Updated: Dec 2, 2022
UC San Diego Researchers have developed a self-powered ingestible sensor system designed to monitor metabolites in the small intestine over time. The battery-free, pill-shaped ingestible biosensing, biofuel-driven sensor facilitates in-situ access to the small intestine, making glucose monitoring easier while generating continuous results. These measurements provide a critical component of tracking overall gastrointestinal health, a major factor in studying nutrition, diagnosing and treating various diseases, preventing obesity and more. The sensor could unlock new understanding of intestinal metabolite composition, which significantly impacts human health overall. The work, led by engineers at the University of California San Diego, appears in the paper, ‘A self-powered ingestible wireless biosensing system for real-time in situ monitoring of gastrointestinal tract metabolites’, in the journal Nature Communications.
"In our experiments, the battery-free biosensor technology continuously monitored glucose levels in the small intestines of pigs 14 hours after ingestion, yielding measurements every five seconds for two to five hours," said Ernesto De La Paz Andres, a nanoengineering graduate student at UC San Diego and one of the co-first authors on the paper. "Our next step is to reduce the size of the pills from the current 2.6cm in length so they will be easier for human subjects to swallow."
Older methods for directly monitoring the inside of the small intestine can cause significant discomfort for patients while generating only single short data recordings of an environment that continuously changes. By contrast, this biosensor provides access to continuous data readings over time. The platform could also be used to develop new ways to study the microbiome of the small intestine. The "smart pill" approach could lead to simpler and cheaper ways to monitor the small intestine, which could lead to significant cost savings in the future.
"Currently, the way to sample fluid inside the stomach and intestines is to do an endoscopy, where a catheter is inserted down your throat and into your GI tract by a doctor," said Patrick Mercier, a professor of electrical and computer engineering at UC San Diego who led the team along with nanoengineering professor Joseph Wang. Wang and Mercier co-direct the UC San Diego Center for Wearable Sensors.
"By combining the ultra-low-power circuit and wireless technologies from my lab with glucose-powered fuel cell and cutting-edge electrochemical sensing from the lab of UC San Diego nanoengineering professor Joseph Wang, we have an opportunity to create new modalities for understanding what is happening in the small intestine," said Mercier.
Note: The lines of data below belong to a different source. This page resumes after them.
use crate::errors::Error;
use crate::model::{DeviceDataResponse, DeviceReading, HistoryPoint, LatestProperties};
use crate::store::{history, latest_properties, DeviceDataStore};
use axum::{
    extract::{Path, Query, State},
    http::StatusCode,
    response::{IntoResponse, Response},
    routing::get,
    Json, Router,
};
use chrono::Utc;
use serde::{Deserialize, Serialize};
use std::sync::Arc;
use tracing::error;

const MAX_COUNT: usize = 1000;

#[derive(Clone)]
struct AppState {
    store: Arc<dyn DeviceDataStore>,
}

#[derive(Debug, Deserialize)]
pub struct CountQuery {
    count: Option<usize>,
}

#[derive(Debug, Serialize)]
pub struct SaveResponse {
    saved: bool,
}

pub fn create_router(store: Arc<dyn DeviceDataStore>) -> Router {
    let state = AppState { store };

    Router::new()
        .route(
            "/api/v1/devices/:device_id/data/:metric",
            get(get_device_data).post(save_device_data),
        )
        .route("/api/v1/devices/:device_id/latest", get(get_latest))
        .route(
            "/api/v1/devices/:device_id/history/:metric",
            get(get_history),
        )
        .with_state(state)
}

async fn get_device_data(
    State(state): State<AppState>,
    Path((device_id, metric)): Path<(String, String)>,
    Query(params): Query<CountQuery>,
) -> Result<Json<DeviceDataResponse>, AppError> {
    let count = params.count.map(|c| c.min(MAX_COUNT));
    let rows = state.store.get(&metric, &device_id, count).await?;

    Ok(Json(DeviceDataResponse {
        total: rows.len(),
        data: rows,
        count,
    }))
}

async fn save_device_data(
    State(state): State<AppState>,
    Path((device_id, metric)): Path<(String, String)>,
    Json(reading): Json<DeviceReading>,
) -> Result<Json<SaveResponse>, AppError> {
    let saved = state.store.save(&device_id, &metric, &reading).await?;
    Ok(Json(SaveResponse { saved }))
}

async fn get_latest(
    State(state): State<AppState>,
    Path(device_id): Path<String>,
) -> Result<Json<LatestProperties>, AppError> {
    let latest = latest_properties(state.store.as_ref(), &device_id, Utc::now()).await?;
    Ok(Json(latest))
}

async fn get_history(
    State(state): State<AppState>,
    Path((device_id, metric)): Path<(String, String)>,
    Query(params): Query<CountQuery>,
) -> Result<Json<Vec<HistoryPoint>>, AppError> {
    let count = params.count.map(|c| c.min(MAX_COUNT));
    let points = history(state.store.as_ref(), &metric, &device_id, count).await?;
    Ok(Json(points))
}

enum AppError {
    BadRequest(String),
    Internal(anyhow::Error),
}

impl IntoResponse for AppError {
    fn into_response(self) -> Response {
        match self {
            AppError::BadRequest(msg) => (StatusCode::BAD_REQUEST, msg).into_response(),
            AppError::Internal(e) => {
                error!("API error: {}", e);
                (
                    StatusCode::INTERNAL_SERVER_ERROR,
                    format!("Internal server error: {}", e),
                )
                    .into_response()
            }
        }
    }
}

impl From<Error> for AppError {
    fn from(err: Error) -> Self {
        match err {
            Error::Validation(msg) => AppError::BadRequest(msg),
            other => AppError::Internal(anyhow::anyhow!("Device data request failed: {}", other)),
        }
    }
}

#[cfg(test)]
mod tests {
    use super::*;
    use crate::store::MemoryStore;

    #[tokio::test]
    async fn test_validation_maps_to_bad_request() {
        let response = AppError::from(Error::Validation("bad".to_string())).into_response();
        assert_eq!(response.status(), StatusCode::BAD_REQUEST);
    }

    #[tokio::test]
    async fn test_other_errors_map_to_500() {
        let response = AppError::from(Error::ChannelSend).into_response();
        assert_eq!(response.status(), StatusCode::INTERNAL_SERVER_ERROR);
    }

    #[tokio::test]
    async fn test_save_then_get_handlers() {
        let store: Arc<dyn DeviceDataStore> = Arc::new(MemoryStore::new());
        let state = AppState { store };
        let path = || Path(("debugrobID".to_string(), "tempC".to_string()));

        let Json(saved) = save_device_data(
            State(state.clone()),
            path(),
            Json(DeviceReading::new("24.0", "SHT25-Top", "2019-07-18T22:57:01Z")),
        )
        .await
        .ok()
        .unwrap();
        assert!(saved.saved);

        let Json(response) = get_device_data(
            State(state.clone()),
            path(),
            Query(CountQuery { count: Some(1) }),
        )
        .await
        .ok()
        .unwrap();
        assert_eq!(response.total, 1);
        assert_eq!(response.data[0].data.name, "SHT25-Top");

        let Json(latest) = get_latest(State(state), Path("debugrobID".to_string()))
            .await
            .ok()
            .unwrap();
        assert_eq!(latest.boot_time, "");
        assert_eq!(latest.minutes_since_boot, None);
    }
}
use crate::errors::{Error, Result};
use crate::model::DeviceReading;
use chrono::DateTime;

/// Validates a reading before it is written to a store
pub fn validate(device_id: &str, metric: &str, reading: &DeviceReading) -> Result<()> {
    if device_id.is_empty() {
        return Err(Error::Validation("Device ID cannot be empty".to_string()));
    }

    if metric.is_empty() {
        return Err(Error::Validation("Metric cannot be empty".to_string()));
    }

    if reading.name.is_empty() {
        return Err(Error::Validation(format!(
            "Reading for {} on {} has no sensor name",
            metric, device_id
        )));
    }

    // Timestamps must be ISO-8601 / RFC 3339
    if let Err(e) = DateTime::parse_from_rfc3339(&reading.timestamp) {
        return Err(Error::Validation(format!(
            "Timestamp {:?} is not ISO-8601: {}",
            reading.timestamp, e
        )));
    }

    Ok(())
}

#[cfg(test)]
mod tests {
    use super::*;

    fn reading() -> DeviceReading {
        DeviceReading::new("24.0", "SHT25-Top", "2019-07-18T22:57:01Z")
    }

    #[test]
    fn test_valid_reading() {
        assert!(validate("debugrobID", "tempC", &reading()).is_ok());
    }

    #[test]
    fn test_empty_device_id() {
        assert!(validate("", "tempC", &reading()).is_err());
    }

    #[test]
    fn test_empty_metric() {
        assert!(validate("debugrobID", "", &reading()).is_err());
    }

    #[test]
    fn test_empty_name() {
        let mut r = reading();
        r.name.clear();
        assert!(validate("debugrobID", "tempC", &r).is_err());
    }

    #[test]
    fn test_bad_timestamp() {
        let mut r = reading();
        r.timestamp = "yesterday".to_string();
        assert!(matches!(
            validate("debugrobID", "tempC", &r),
            Err(Error::Validation(_))
        ));
    }

    #[test]
    fn test_empty_value_is_allowed() {
        let mut r = reading();
        r.value.clear();
        assert!(validate("debugrobID", "tempC", &r).is_ok());
    }
}
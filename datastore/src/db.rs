use crate::errors::{Error, Result};
use crate::metrics::DB_FAILURES_TOTAL;
use crate::model::{
    device_data_kind, format_timestamp, DeviceDataRow, DeviceReading, IncomingReading,
};
use crate::store::DeviceDataStore;
use crate::validate::validate;
use async_trait::async_trait;
use chrono::{DateTime, Utc};
use sqlx::postgres::{PgPool, PgPoolOptions};
use sqlx::types::Json;
use std::future::Future;
use std::time::Duration;
use tracing::{debug, error, info, warn};

const MAX_ATTEMPTS: u32 = 5;

pub async fn make_pool(database_url: &str) -> Result<PgPool> {
    info!("Connecting to database...");
    let pool = PgPoolOptions::new()
        .max_connections(20)
        .acquire_timeout(Duration::from_secs(10))
        .connect(database_url)
        .await?;

    info!("Database connection established");
    info!("Running database migrations...");
    sqlx::migrate!("./migrations").run(&pool).await?;
    info!("Migrations completed");

    Ok(pool)
}

/// Device data backed by the `device_data` table.
#[derive(Debug, Clone)]
pub struct PgStore {
    pool: PgPool,
}

#[derive(sqlx::FromRow)]
struct DeviceDataRecord {
    ts: DateTime<Utc>,
    data: Json<DeviceReading>,
}

impl From<DeviceDataRecord> for DeviceDataRow {
    fn from(record: DeviceDataRecord) -> Self {
        Self {
            data: record.data.0,
            timestamp: format_timestamp(record.ts),
        }
    }
}

impl PgStore {
    pub fn new(pool: PgPool) -> Self {
        Self { pool }
    }

    pub async fn connect(database_url: &str) -> Result<Self> {
        Ok(Self::new(make_pool(database_url).await?))
    }

    async fn insert_one(
        &self,
        device_id: &str,
        metric: &str,
        reading: &DeviceReading,
    ) -> Result<()> {
        sqlx::query(
            r#"
            INSERT INTO device_data (device_id, metric, ts, data)
            VALUES ($1, $2, $3, $4)
            "#,
        )
        .bind(device_id)
        .bind(metric)
        .bind(Utc::now())
        .bind(Json(reading))
        .execute(&self.pool)
        .await?;

        Ok(())
    }

    async fn insert_batch_inner(&self, batch: &[IncomingReading]) -> Result<()> {
        let device_ids: Vec<&str> = batch.iter().map(|r| r.device_id.as_str()).collect();
        let metrics: Vec<&str> = batch.iter().map(|r| r.metric.as_str()).collect();
        let now = Utc::now();
        let timestamps: Vec<DateTime<Utc>> = batch.iter().map(|_| now).collect();
        let payloads = batch
            .iter()
            .map(|r| serde_json::to_value(&r.reading))
            .collect::<std::result::Result<Vec<_>, _>>()?;

        let query = r#"
            INSERT INTO device_data (device_id, metric, ts, data)
            SELECT * FROM UNNEST($1::text[], $2::text[], $3::timestamptz[], $4::jsonb[])
            "#;

        sqlx::query(query)
            .bind(&device_ids)
            .bind(&metrics)
            .bind(&timestamps)
            .bind(&payloads)
            .execute(&self.pool)
            .await?;

        Ok(())
    }

    async fn select(
        &self,
        metric: &str,
        device_id: &str,
        count: Option<usize>,
    ) -> Result<Vec<DeviceDataRow>> {
        // LIMIT NULL is LIMIT ALL
        let limit = count.map(|c| c as i64);
        let records = sqlx::query_as::<_, DeviceDataRecord>(
            r#"
            SELECT ts, data
            FROM device_data
            WHERE device_id = $1 AND metric = $2
            ORDER BY ts DESC, id DESC
            LIMIT $3
            "#,
        )
        .bind(device_id)
        .bind(metric)
        .bind(limit)
        .fetch_all(&self.pool)
        .await?;

        Ok(records.into_iter().map(DeviceDataRow::from).collect())
    }
}

#[async_trait]
impl DeviceDataStore for PgStore {
    async fn save(&self, device_id: &str, metric: &str, reading: &DeviceReading) -> Result<bool> {
        validate(device_id, metric, reading)?;
        with_retry("save", move || self.insert_one(device_id, metric, reading)).await?;
        info!(
            "ds save: entity={} data={:?}",
            device_data_kind(metric, device_id),
            reading
        );
        Ok(true)
    }

    async fn get(
        &self,
        metric: &str,
        device_id: &str,
        count: Option<usize>,
    ) -> Result<Vec<DeviceDataRow>> {
        let rows = with_retry("get", move || self.select(metric, device_id, count)).await?;
        debug!(
            "get_device_data: entity={} count={}",
            device_data_kind(metric, device_id),
            rows.len()
        );
        Ok(rows)
    }

    async fn save_batch(&self, batch: &[IncomingReading]) -> Result<()> {
        if batch.is_empty() {
            return Ok(());
        }
        for incoming in batch {
            validate(&incoming.device_id, &incoming.metric, &incoming.reading)?;
        }
        with_retry("save_batch", move || self.insert_batch_inner(batch)).await
    }
}

/// Run a database operation, retrying transient failures with backoff.
async fn with_retry<T, F, Fut>(op: &str, mut f: F) -> Result<T>
where
    F: FnMut() -> Fut,
    Fut: Future<Output = Result<T>>,
{
    let mut attempts = 0;

    loop {
        attempts += 1;
        match f().await {
            Ok(value) => return Ok(value),
            Err(e) => match &e {
                Error::Database(db_err) => {
                    if attempts >= MAX_ATTEMPTS || !is_transient_error(db_err) {
                        error!(
                            "Database {} failed permanently after {} attempts: {}",
                            op, attempts, e
                        );
                        return Err(e);
                    }

                    let wait_ms = 100 * 2_u64.pow(attempts - 1).min(32);
                    warn!(
                        "Database {} failed (attempt {}/{}), retrying in {}ms: {}",
                        op, attempts, MAX_ATTEMPTS, wait_ms, db_err
                    );
                    DB_FAILURES_TOTAL.inc();
                    tokio::time::sleep(Duration::from_millis(wait_ms)).await;
                }
                _ => {
                    error!("Database {} failed with non-database error: {}", op, e);
                    return Err(e);
                }
            },
        }
    }
}

fn is_transient_error(err: &sqlx::Error) -> bool {
    match err {
        sqlx::Error::PoolTimedOut | sqlx::Error::Io(_) | sqlx::Error::PoolClosed => true,
        sqlx::Error::Database(db_err) => {
            // Check if it's a connection-related error
            db_err.code().is_some_and(|code| {
                code == "08000" || // connection_exception
                code == "08003" || // connection_does_not_exist
                code == "08006" || // connection_failure
                code == "57P03" || // cannot_connect_now
                code == "53300" // too_many_connections
            })
        }
        _ => false,
    }
}
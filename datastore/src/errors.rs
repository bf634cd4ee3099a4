use thiserror::Error;

#[derive(Debug, Error)]
pub enum Error {
    #[error("MQTT error: {0}")]
    Mqtt(#[from] rumqttc::ClientError),

    #[error("Database error: {0}")]
    Database(#[from] sqlx::Error),

    #[error("Database migration error: {0}")]
    Migration(#[from] sqlx::migrate::MigrateError),

    #[error("Validation error: {0}")]
    Validation(String),

    #[error("Invalid device message: {0}")]
    Message(String),

    #[error("JSON parsing error: {0}")]
    Json(#[from] serde_json::Error),

    #[error("IO error: {0}")]
    Io(#[from] std::io::Error),

    #[error("Channel send error")]
    ChannelSend,
}

pub type Result<T> = std::result::Result<T, Error>;
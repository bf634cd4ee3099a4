use lazy_static::lazy_static;
use prometheus::{Counter, Encoder, Gauge, Histogram, HistogramOpts, Opts, Registry, TextEncoder};

lazy_static! {
    pub static ref REGISTRY: Registry = Registry::new();
    pub static ref MESSAGES_TOTAL: Counter = Counter::with_opts(Opts::new(
        "datastore_messages_total",
        "Total device messages received from MQTT"
    ))
    .unwrap();
    pub static ref READINGS_TOTAL: Counter = Counter::with_opts(Opts::new(
        "datastore_readings_total",
        "Total readings parsed from device messages"
    ))
    .unwrap();
    pub static ref IGNORED_MESSAGES_TOTAL: Counter = Counter::with_opts(Opts::new(
        "datastore_ignored_messages_total",
        "Total valid messages that carry no storable reading"
    ))
    .unwrap();
    pub static ref INVALID_MESSAGES_TOTAL: Counter = Counter::with_opts(Opts::new(
        "datastore_invalid_messages_total",
        "Total invalid messages rejected"
    ))
    .unwrap();
    pub static ref DB_FAILURES_TOTAL: Counter = Counter::with_opts(Opts::new(
        "datastore_db_failures_total",
        "Total transient database failures"
    ))
    .unwrap();
    pub static ref WRITE_LATENCY_SECONDS: Histogram = Histogram::with_opts(
        HistogramOpts::new(
            "datastore_write_latency_seconds",
            "Time taken to write a batch of readings"
        )
        .buckets(vec![
            0.001, 0.005, 0.01, 0.025, 0.05, 0.1, 0.25, 0.5, 1.0, 2.5, 5.0
        ])
    )
    .unwrap();
    pub static ref BATCH_SIZE: Gauge = Gauge::with_opts(Opts::new(
        "datastore_batch_size",
        "Current batch size being written"
    ))
    .unwrap();
    pub static ref CHANNEL_FULL_TOTAL: Counter = Counter::with_opts(Opts::new(
        "datastore_channel_full_total",
        "Total number of times the reading channel was full"
    ))
    .unwrap();
}

pub fn init_metrics() {
    REGISTRY.register(Box::new(MESSAGES_TOTAL.clone())).unwrap();
    REGISTRY.register(Box::new(READINGS_TOTAL.clone())).unwrap();
    REGISTRY
        .register(Box::new(IGNORED_MESSAGES_TOTAL.clone()))
        .unwrap();
    REGISTRY
        .register(Box::new(INVALID_MESSAGES_TOTAL.clone()))
        .unwrap();
    REGISTRY
        .register(Box::new(DB_FAILURES_TOTAL.clone()))
        .unwrap();
    REGISTRY
        .register(Box::new(WRITE_LATENCY_SECONDS.clone()))
        .unwrap();
    REGISTRY.register(Box::new(BATCH_SIZE.clone())).unwrap();
    REGISTRY
        .register(Box::new(CHANNEL_FULL_TOTAL.clone()))
        .unwrap();
}

pub fn gather_metrics() -> String {
    let encoder = TextEncoder::new();
    let metric_families = REGISTRY.gather();
    let mut buffer = Vec::new();
    if let Err(e) = encoder.encode(&metric_families, &mut buffer) {
        tracing::error!("Failed to encode metrics: {}", e);
    }
    String::from_utf8_lossy(&buffer).into_owned()
}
Instead of a battery, this "smart pill" is powered by a non-toxic fuel cell that runs on glucose.
"With our battery-free smart pill approach, we have opportunities to monitor the small intestine for much longer than just a moment," said Wang.
"We also plan to add additional sensors to the system. Our goal is to develop a sensing platform for the intestine that allows for the collection of many different kinds of information over longer periods of time. We are working to show that there is so much opportunity to discover what is really happening in the small intestine. I hope this kind of information will be useful for better understanding the role that changes in the small intestine environment play in health and disease."
Approximately 20% of us will suffer from gastrointestinal disorders at some point in our lives. These may include inflammatory bowel disease (IBD), diabetes or obesity, all caused, in part, by the dysfunction of the intestinal processes involving the absorption or digestion of gut metabolites. Such maladies represent a significant cost to the economy and strain on healthcare systems. Therefore, the stakes of accessing information from the relevant sections of the GI tract are quite high.
However, there are significant challenges to developing ingestible sensors such as the new smart pill system developed at UC San Diego.
"It has proven difficult to create an ingestible device equipped with the necessary sensors and electronics to perform wireless readout and doesn't need batteries," said Wang.
To address these specifications, the team landed on a self-powered glucose biofuel biosensor integrated into a circuit that performs energy harvesting, biosensing and wireless telemetry using a power-to-frequency conversion scheme utilizing magnetic human body communication.
The unique battery-free operation is made possible by the team's glucose biofuel cell (BFC) for obtaining power during operation while simultaneously measuring changing glucose concentrations. Its energy-efficient magnetic human body communication (mHBC) scheme operates in the 40-200 MHz range to receive the time-resolved transmitted signals.
"It uses glucose present in the intestines as a biofuel to power the device," said Mercier. "Making this all work with ultra-low-power electronics and with a stable yet small glucose biofuel cell were major technical challenges that were addressed here."
The proof-of-concept smart pill measures 2.6 cm in length and 0.9 cm in diameter. So far, small intestine data recording has only been performed in pigs, which have a similar size GI tract to humans.
Having achieved promising results in these experiments, the researchers now plan to increase the number of sensors available in the pills. This will enable monitoring of still more chemical parameters in the intestines. They also plan to further miniaturize the sensors and electronic circuitry to match what is currently available in the smart-pill market.
"Given that the gastrointestinal tract possesses dynamic changes of pH, temperature and oxygen concentrations, future work envisions the integration of additional sensing modalities to account for these differences," said De La Paz Andres.